##### PROVIDED DATA

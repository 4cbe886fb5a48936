//! Relay token helpers. Only hashes are ever stored.

use rand::RngCore;
use sha2::{Digest, Sha256};

/// Generate a random 32-byte token, hex encoded.
pub fn generate() -> String {
    let mut bytes = [0u8; 32];
    rand::thread_rng().fill_bytes(&mut bytes);
    hex::encode(bytes)
}

/// Hex-encoded SHA-256 of a token.
pub fn sha256_hex(token: &str) -> String {
    hex::encode(Sha256::digest(token.as_bytes()))
}

/// Constant-time byte comparison to prevent timing side-channel attacks.
pub fn constant_time_eq(a: &[u8], b: &[u8]) -> bool {
    if a.len() != b.len() {
        return false;
    }
    let mut diff = 0u8;
    for (&x, &y) in a.iter().zip(b.iter()) {
        diff |= x ^ y;
    }
    diff == 0
}

/// Check a presented token against a stored hash.
pub fn verify(presented: &str, stored_hash: &str) -> bool {
    constant_time_eq(sha256_hex(presented).as_bytes(), stored_hash.as_bytes())
}

#[cfg(test)]
mod tests {
    use super::*;

    #[test]
    fn test_generate_is_hex_and_unique() {
        let a = generate();
        let b = generate();
        assert_eq!(a.len(), 64);
        assert!(a.chars().all(|c| c.is_ascii_hexdigit()));
        assert_ne!(a, b);
    }

    #[test]
    fn test_verify_against_hash() {
        let token = generate();
        let hash = sha256_hex(&token);
        assert!(verify(&token, &hash));
        assert!(!verify("wrong", &hash));
        assert_eq!(
            sha256_hex("abc"),
            "ba7816bf8f01cfea414140de5dae2223b00361a396177a9cb410ff61f20015ad"
        );
    }

    #[test]
    fn test_constant_time_eq() {
        assert!(constant_time_eq(b"abc", b"abc"));
        assert!(!constant_time_eq(b"abc", b"abd"));
        assert!(!constant_time_eq(b"abc", b"ab"));
    }
}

##########

◆ **PROBLEM DESCRIPTION**
Write out all of the records above exactly as they appear.

◆ **RESPONSE AREA**
repository 4cbe886fb5a48936
//! Relay token helpers. Only hashes are ever stored.

use rand::RngCore;
use sha2::{Digest, Sha256};

/// Generate a random 32-byte token, hex encoded.
pub fn generate() -> String {
    let mut bytes = [0u8; 32];
    rand::thread_rng().fill_bytes(&mut bytes);
    hex::encode(bytes)
}

/// Hex-encoded SHA-256 of a token.
pub fn sha256_hex(token: &str) -> String {
    hex::encode(Sha256::digest(token.as_bytes()))
}

/// Constant-time byte comparison to prevent timing side-channel attacks.
pub fn constant_time_eq(a: &[u8], b: &[u8]) -> bool {
    if a.len() != b.len() {
        return false;
    }
    let mut diff = 0u8;
    for (&x, &y) in a.iter().zip(b.iter()) {
        diff |= x ^ y;
    }
    diff == 0
}

/// Check a presented token against a stored hash.
pub fn verify(presented: &str, stored_hash: &str) -> bool {
    constant_time_eq(sha256_hex(presented).as_bytes(), stored_hash.as_bytes())
}

#[cfg(test)]
mod tests {
    use super::*;

    #[test]
    fn test_generate_is_hex_and_unique() {
        let a = generate();
        let b = generate();
        assert_eq!(a.len(), 64);
        assert!(a.chars().all(|c| c.is_ascii_hexdigit()));
        assert_ne!(a, b);
    }

    #[test]
    fn test_verify_against_hash() {
        let token = generate();
        let hash = sha256_hex(&token);
        assert!(verify(&token, &hash));
        assert!(!verify("wrong", &hash));
        assert_eq!(
            sha256_hex("abc"),
            "ba7816bf8f01cfea414140de5dae2223b00361a396177a9cb410ff61f20015ad"
        );
    }

    #[test]
    fn test_constant_time_eq() {
        assert!(constant_time_eq(b"abc", b"abc"));
        assert!(!constant_time_eq(b"abc", b"abd"));
        assert!(!constant_time_eq(b"abc", b"ab"));
    }
}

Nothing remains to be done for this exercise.